L'édition du gène embryonnaire dans la FIV peut avoir des impacts potentiels majeurs sur

Une conférence mondiale sur la fertilité humaine a été mise en garde contre d'énormes défis sociétaux et éthiques qui régulent les progrès de l'édition génique dans le domaine de la procréation assistée.

S'exprimant au 10e Au Congrès de l'Initiative Asie-Pacifique pour la reproduction (ASPIRE), le Dr Catherine Racowsky a déclaré que l'édition du gène embryonnaire était une probabilité croissante parmi les dernières avancées en matière de FIV avec des impacts potentiels majeurs sur l'humanité.

«La communauté internationale travaille d'arrache-pied pour développer des directives réglementaires concernant les modifications de la génétique humaine, mais de grandes questions demeurent quant à savoir comment et où elles seront appliquées», a-t-elle déclaré.

Le Dr Racowsky, consultant universitaire de l'hôpital Foch en France, professeur émérite d'obstétrique et de gynécologie à la Harvard Medical School aux États-Unis et président sortant de l'American Society for Reproductive Medicine, a été un orateur principal au congrès ASPIRE, qui est présenté au format virtuel – https://aspire2021.cme-congresses.com – aux spécialistes de la fertilité dans plus de 100 pays.

Elle a déclaré que la première naissance signalée à partir d'un embryon génétiquement modifié avait été signalée en Chine en 2018, créant un tollé mondial pour violation de la position internationale sur l'édition de gènes humains.

Le Dr Racowsky a déclaré que le test génétique pré-implantatoire (PGT) pour la sélection d'embryons dans la FIV est déjà un test accepté pour identifier les embryons à risque de transmission de troubles génétiques à la progéniture.

De nouvelles frontières dans l'édition des gènes de la lignée germinale et la thérapie de remplacement mitochondrial (TRM) peuvent également être appliquées pour réduire ou prévenir la transmission de maladies génétiques à la progéniture. Cependant, les tests génétiques ouvrent également la voie à la sélection des embryons pour les traits souhaitables chez la progéniture, y compris la taille, la couleur des yeux, la capacité athlétique et le QI.

Les mitochondries sont de minuscules centrales électriques dans les cellules. Hérités de la mère via l'œuf, ils transforment les sucres, les graisses et les protéines consommés en énergie chimique pour soutenir la vie, et ils améliorent la capacité des cellules à résister aux infections ou aux blessures.

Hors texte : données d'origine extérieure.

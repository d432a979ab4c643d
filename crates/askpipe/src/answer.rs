//! The query-answering pipeline: search -> per-page extraction under a
//! character budget -> prompt assembly -> one LLM call -> rendering.

use crate::render;
use anyhow::Result;
use askpipe_core::{PageContent, SearchResult};
use askpipe_local::config::Settings;
use askpipe_local::fetch::PageFetcher;
use askpipe_local::llm::llm_backend_from_settings;
use askpipe_local::prompts::{build_user_prompt, SYSTEM_PROMPT};
use askpipe_local::search::search_provider_from_settings;
use std::time::Duration;

pub struct QueryRequest<'a> {
    pub query: &'a str,
    pub num_results: Option<usize>,
    pub use_web: bool,
    pub debug: bool,
    pub as_json: bool,
    pub llm_provider: Option<&'a str>,
}

pub async fn handle_query(req: &QueryRequest<'_>, settings: &Settings) -> Result<String> {
    let client = askpipe_local::http_client()?;

    // Configuration errors (unknown names, missing credentials) surface
    // here, before any network activity.
    let llm = llm_backend_from_settings(&client, settings, req.llm_provider)?;

    let mut search_results: Vec<SearchResult> = Vec::new();
    let mut pages: Vec<PageContent> = Vec::new();

    if req.use_web {
        let provider = search_provider_from_settings(&client, settings)?;
        let n = req.num_results.unwrap_or(settings.search.num_results);
        match provider.search(req.query, n).await {
            Ok(results) => {
                let fetcher = PageFetcher::new(
                    client.clone(),
                    Duration::from_secs(settings.behavior.timeout_seconds),
                );
                pages = fetcher
                    .gather_context(&results, settings.llm.max_context_tokens)
                    .await;
                search_results = results;
            }
            // Search failure is recoverable: continue LLM-only.
            Err(e) => {
                tracing::warn!(error = %e, "web search failed, falling back to LLM-only");
                if req.debug {
                    eprintln!("Web search failed, falling back to LLM-only: {e}");
                }
            }
        }
    }

    if req.debug {
        println!("{}", render::debug_report(&search_results, &pages));
        println!();
    }

    let user_prompt = build_user_prompt(req.query, &pages);
    let answer_markdown = llm.answer(SYSTEM_PROMPT, &user_prompt).await?;

    if req.as_json {
        Ok(render::to_json(&answer_markdown, &search_results)?)
    } else {
        Ok(render::render_markdown(&answer_markdown))
    }
}
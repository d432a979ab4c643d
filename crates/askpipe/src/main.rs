use anyhow::Result;
use askpipe_local::config::Settings;
use clap::Parser;

mod answer;
mod render;

#[derive(Parser, Debug)]
#[command(name = "askpipe")]
#[command(about = "Web-grounded Q&A: search, extract, and ask an LLM", long_about = None)]
struct Cli {
    /// Your question.
    query: String,
    /// Number of search results to request.
    #[arg(short = 'n', long)]
    num_results: Option<usize>,
    /// Skip web search and answer from the model alone.
    #[arg(long)]
    no_web: bool,
    /// Emit a JSON document instead of terminal panels.
    #[arg(long)]
    json: bool,
    /// Print the search/extraction report and propagate raw failures.
    #[arg(long)]
    debug: bool,
    /// Use the Gemini backend (the default).
    #[arg(long)]
    gemini: bool,
    /// Use the Groq backend.
    #[arg(long, conflicts_with = "gemini")]
    groq: bool,
}

fn init_tracing() {
    use tracing_subscriber::EnvFilter;
    let filter = EnvFilter::try_from_default_env().unwrap_or_else(|_| EnvFilter::new("warn"));
    tracing_subscriber::fmt()
        .with_env_filter(filter)
        .with_writer(std::io::stderr)
        .init();
}

async fn run(cli: &Cli) -> Result<()> {
    let provider_override = if cli.groq {
        Some("groq")
    } else if cli.gemini {
        Some("gemini")
    } else {
        None
    };

    let settings = Settings::load()?;
    // The header names the backend that will actually answer: the flag
    // override when given, else the configured provider.
    let effective_provider = provider_override.unwrap_or(settings.llm.provider.as_str());

    if !cli.json {
        println!("{}", render::header(effective_provider, !cli.no_web));
        println!();
    }

    let request = answer::QueryRequest {
        query: &cli.query,
        num_results: cli.num_results,
        use_web: !cli.no_web,
        debug: cli.debug,
        as_json: cli.json,
        llm_provider: provider_override,
    };

    let out = answer::handle_query(&request, &settings).await?;
    println!("{out}");
    Ok(())
}

#[tokio::main(flavor = "current_thread")]
async fn main() -> Result<()> {
    init_tracing();
    let cli = Cli::parse();

    match run(&cli).await {
        Ok(()) => Ok(()),
        // Debug mode propagates the raw failure with full detail.
        Err(e) if cli.debug => Err(e),
        Err(e) => {
            eprintln!("{}", render::error_line(&e));
            std::process::exit(1);
        }
    }
}
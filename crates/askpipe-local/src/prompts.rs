//! Prompt assembly: a fixed system instruction plus a user prompt built
//! from the query and the gathered context. Pure, no side effects.

use askpipe_core::PageContent;

pub const SYSTEM_PROMPT: &str = "\
You are a concise technical research assistant.
You must answer using the provided web content when it exists.
If web content is insufficient, say so clearly and mark which parts are assumptions.
Always respond in markdown with the following sections:

## TL;DR (2\u{2013}4 bullet points)

## Explanation

## Key Points (bulleted)

## Sources (numbered list of URLs with short labels)";

/// Build the user prompt for `query` over `pages` (1-based, input order).
///
/// With no pages, the prompt says so and asks for a general-knowledge
/// answer in the same four-section structure.
pub fn build_user_prompt(query: &str, pages: &[PageContent]) -> String {
    let mut parts = vec![format!("User question:\n{query}\n")];

    if pages.is_empty() {
        parts.push(
            "No web content provided. Answer using your general knowledge and \
             write a structured answer in markdown with the specified sections."
                .to_string(),
        );
    } else {
        parts.push("Web results:\n".to_string());
        for (i, page) in pages.iter().enumerate() {
            parts.push(format!(
                "[{}] Title: {}\nURL: {}\nContent:\n{}\n\n",
                i + 1,
                page.title,
                page.url,
                page.text
            ));
        }
        parts.push(
            "Using only the information above (and general knowledge only when absolutely \
             needed), write a structured answer in markdown with the specified sections."
                .to_string(),
        );
    }

    parts.join("\n")
}
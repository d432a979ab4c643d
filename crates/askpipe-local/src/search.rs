use crate::config::Settings;
use askpipe_core::{Error, Result, SearchProvider, SearchResult};
use scraper::{Html, Selector};
use std::time::Duration;

fn duckduckgo_endpoint_from_env() -> Option<String> {
    std::env::var("ASKPIPE_DUCKDUCKGO_ENDPOINT")
        .ok()
        .map(|s| s.trim().to_string())
        .filter(|s| !s.is_empty())
}

fn norm_ws(s: &str) -> String {
    s.split_whitespace().collect::<Vec<_>>().join(" ")
}

/// The HTML (no-JS) DuckDuckGo frontend, parsed with CSS selectors.
#[derive(Debug, Clone)]
pub struct DuckDuckGoProvider {
    client: reqwest::Client,
    timeout: Duration,
}

impl DuckDuckGoProvider {
    pub fn new(client: reqwest::Client, timeout: Duration) -> Self {
        Self { client, timeout }
    }

    fn endpoint() -> String {
        duckduckgo_endpoint_from_env()
            .unwrap_or_else(|| "https://html.duckduckgo.com/html/".to_string())
    }
}

/// Result links come wrapped in a `/l/?uddg=<percent-encoded>` redirect;
/// unwrap to the destination URL. Direct http(s) links pass through.
fn resolve_result_url(href: &str) -> Option<String> {
    let absolute = if let Some(rest) = href.strip_prefix("//") {
        format!("https://{rest}")
    } else {
        href.to_string()
    };
    let parsed = url::Url::parse(&absolute).ok()?;
    if !matches!(parsed.scheme(), "http" | "https") {
        return None;
    }
    if let Some((_, dest)) = parsed.query_pairs().find(|(k, _)| k == "uddg") {
        let dest = dest.into_owned();
        return url::Url::parse(&dest).ok().map(|_| dest);
    }
    Some(absolute)
}

fn parse_results(html: &str, n: usize) -> Vec<SearchResult> {
    let (Ok(result_sel), Ok(title_sel), Ok(snippet_sel)) = (
        Selector::parse("div.result"),
        Selector::parse("a.result__a"),
        Selector::parse(".result__snippet"),
    ) else {
        return Vec::new();
    };

    let doc = Html::parse_document(html);
    let mut out = Vec::new();
    for el in doc.select(&result_sel) {
        if out.len() >= n {
            break;
        }
        let Some(anchor) = el.select(&title_sel).next() else {
            continue;
        };
        let Some(href) = anchor.value().attr("href") else {
            continue;
        };
        let Some(url) = resolve_result_url(href) else {
            continue;
        };
        let title = norm_ws(&anchor.text().collect::<String>());
        if title.is_empty() {
            continue;
        }
        let snippet = el
            .select(&snippet_sel)
            .next()
            .map(|s| norm_ws(&s.text().collect::<String>()))
            .filter(|s| !s.is_empty());
        out.push(SearchResult {
            title,
            url,
            snippet,
        });
    }
    out
}

#[async_trait::async_trait]
impl SearchProvider for DuckDuckGoProvider {
    fn name(&self) -> &'static str {
        "duckduckgo"
    }

    async fn search(&self, query: &str, n: usize) -> Result<Vec<SearchResult>> {
        let resp = self
            .client
            .get(Self::endpoint())
            .query(&[("q", query)])
            .timeout(self.timeout)
            .send()
            .await
            .map_err(|e| Error::Search(e.to_string()))?;
        let status = resp.status();
        if !status.is_success() {
            return Err(Error::Search(format!("duckduckgo search HTTP {status}")));
        }
        let body = resp.text().await.map_err(|e| Error::Search(e.to_string()))?;
        Ok(parse_results(&body, n))
    }
}

/// Closed registry: configuration string -> provider. Unknown names are a
/// fatal configuration error, raised before any network activity.
pub fn search_provider_from_settings(
    client: &reqwest::Client,
    settings: &Settings,
) -> Result<Box<dyn SearchProvider>> {
    match settings.search.provider.as_str() {
        "duckduckgo" => Ok(Box::new(DuckDuckGoProvider::new(
            client.clone(),
            Duration::from_secs(settings.behavior.timeout_seconds),
        ))),
        other => Err(Error::Config(format!("unknown search provider: {other}"))),
    }
}

#[cfg(test)]
mod tests {
    use super::*;
    use axum::routing::get;
    use axum::Router;
    use std::net::SocketAddr;
    use std::sync::Mutex;

    static ENV_LOCK: Mutex<()> = Mutex::new(());

    const FIXTURE: &str = r#"
    <html><body>
      <div class="result results_links">
        <a class="result__a" href="//duckduckgo.com/l/?uddg=https%3A%2F%2Fexample.com%2Flopa&rut=abc">What is LOPA?</a>
        <div class="result__snippet">Layer of protection analysis.</div>
      </div>
      <div class="result results_links">
        <a class="result__a" href="https://direct.example.org/page">  Direct   link  </a>
      </div>
      <div class="result">
        <a class="result__a" href="javascript:void(0)">Not a web link</a>
      </div>
      <div class="result">
        <div class="result__snippet">No anchor here.</div>
      </div>
    </body></html>
    "#;

    #[test]
    fn parses_titles_urls_and_snippets_in_page_order() {
        let rs = parse_results(FIXTURE, 10);
        assert_eq!(rs.len(), 2);
        assert_eq!(rs[0].title, "What is LOPA?");
        assert_eq!(rs[0].url, "https://example.com/lopa");
        assert_eq!(rs[0].snippet.as_deref(), Some("Layer of protection analysis."));
        assert_eq!(rs[1].title, "Direct link");
        assert_eq!(rs[1].url, "https://direct.example.org/page");
        assert!(rs[1].snippet.is_none());
    }

    #[test]
    fn result_count_is_capped_at_n() {
        let rs = parse_results(FIXTURE, 1);
        assert_eq!(rs.len(), 1);
        assert_eq!(rs[0].url, "https://example.com/lopa");
    }

    #[test]
    fn redirect_urls_are_unwrapped() {
        assert_eq!(
            resolve_result_url("//duckduckgo.com/l/?uddg=https%3A%2F%2Fa.example%2Fx%3Fy%3D1&rut=zz").as_deref(),
            Some("https://a.example/x?y=1")
        );
        assert_eq!(
            resolve_result_url("https://plain.example/").as_deref(),
            Some("https://plain.example/")
        );
        assert!(resolve_result_url("javascript:void(0)").is_none());
        assert!(resolve_result_url("not a url").is_none());
    }

    #[test]
    fn unknown_provider_name_is_a_config_error() {
        let mut settings = Settings::default();
        settings.search.provider = "bing".to_string();
        let client = reqwest::Client::new();
        // `.err()` because the Ok side is a trait object without Debug.
        let err = search_provider_from_settings(&client, &settings).err().unwrap();
        assert!(err.to_string().contains("unknown search provider: bing"));
    }

    #[tokio::test]
    #[allow(clippy::await_holding_lock)]
    async fn search_parses_a_served_result_page() {
        let _lock = ENV_LOCK.lock().unwrap_or_else(|e| e.into_inner());

        let app = Router::new().route("/html/", get(|| async { FIXTURE }));
        let listener = tokio::net::TcpListener::bind("127.0.0.1:0").await.unwrap();
        let addr: SocketAddr = listener.local_addr().unwrap();
        tokio::spawn(async move {
            axum::serve(listener, app).await.unwrap();
        });

        std::env::set_var(
            "ASKPIPE_DUCKDUCKGO_ENDPOINT",
            format!("http://{addr}/html/"),
        );
        let provider =
            DuckDuckGoProvider::new(reqwest::Client::new(), Duration::from_secs(5));
        let rs = provider.search("what is lopa", 5).await.unwrap();
        std::env::remove_var("ASKPIPE_DUCKDUCKGO_ENDPOINT");

        assert_eq!(rs.len(), 2);
        assert_eq!(rs[0].url, "https://example.com/lopa");
    }
}
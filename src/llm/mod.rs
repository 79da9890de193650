//! Completion-endpoint clients.
//!
//! One HTTP surface ([`ChatClient`]) shared by two thin callers:
//!
//! - [`summarize`] - turns a captured page into a 2-3 sentence summary,
//!   degrading to a placeholder string rather than failing
//! - [`answer`] - answers a question against the whole saved collection
//!
//! # Configuration
//!
//! Environment variables:
//! - `LINKSTASH_API_BASE` - endpoint base URL (default: `https://api.openai.com/v1`)
//! - `LINKSTASH_MODEL` - model identifier (default: `gpt-3.5-turbo`)

pub mod answer;
pub mod client;
pub mod summarize;

pub use answer::answer_question;
pub use client::{ChatClient, KeyCheck};
pub use summarize::{generate_summary, NO_KEY_PLACEHOLDER};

Les mitochondries portent leur propre ADN, mais lorsqu'il y a des défauts génétiques ou une certaine forme de dommage, la transmission de maladies graves à une progéniture peut en résulter.

La MRT consiste à remplacer ou à réduire l'effet des mitochondries mutées en transférant les chromosomes d'un œuf affecté dans un œuf avec des mitochondries saines d'un donneur pour permettre une grossesse et un bébé en bonne santé.

Le Dr Racowsky a déclaré qu'il était nécessaire de poursuivre un large débat sur les questions éthiques, sociétales et religieuses liées à ces technologies pour éviter la possibilité de changements dans la constitution génétique de l'Homo sapiens.

"Des altérations de la lignée germinale humaine sont susceptibles d'être introduites, mais il y a des impacts potentiels majeurs sur l'humanité", a-t-elle averti.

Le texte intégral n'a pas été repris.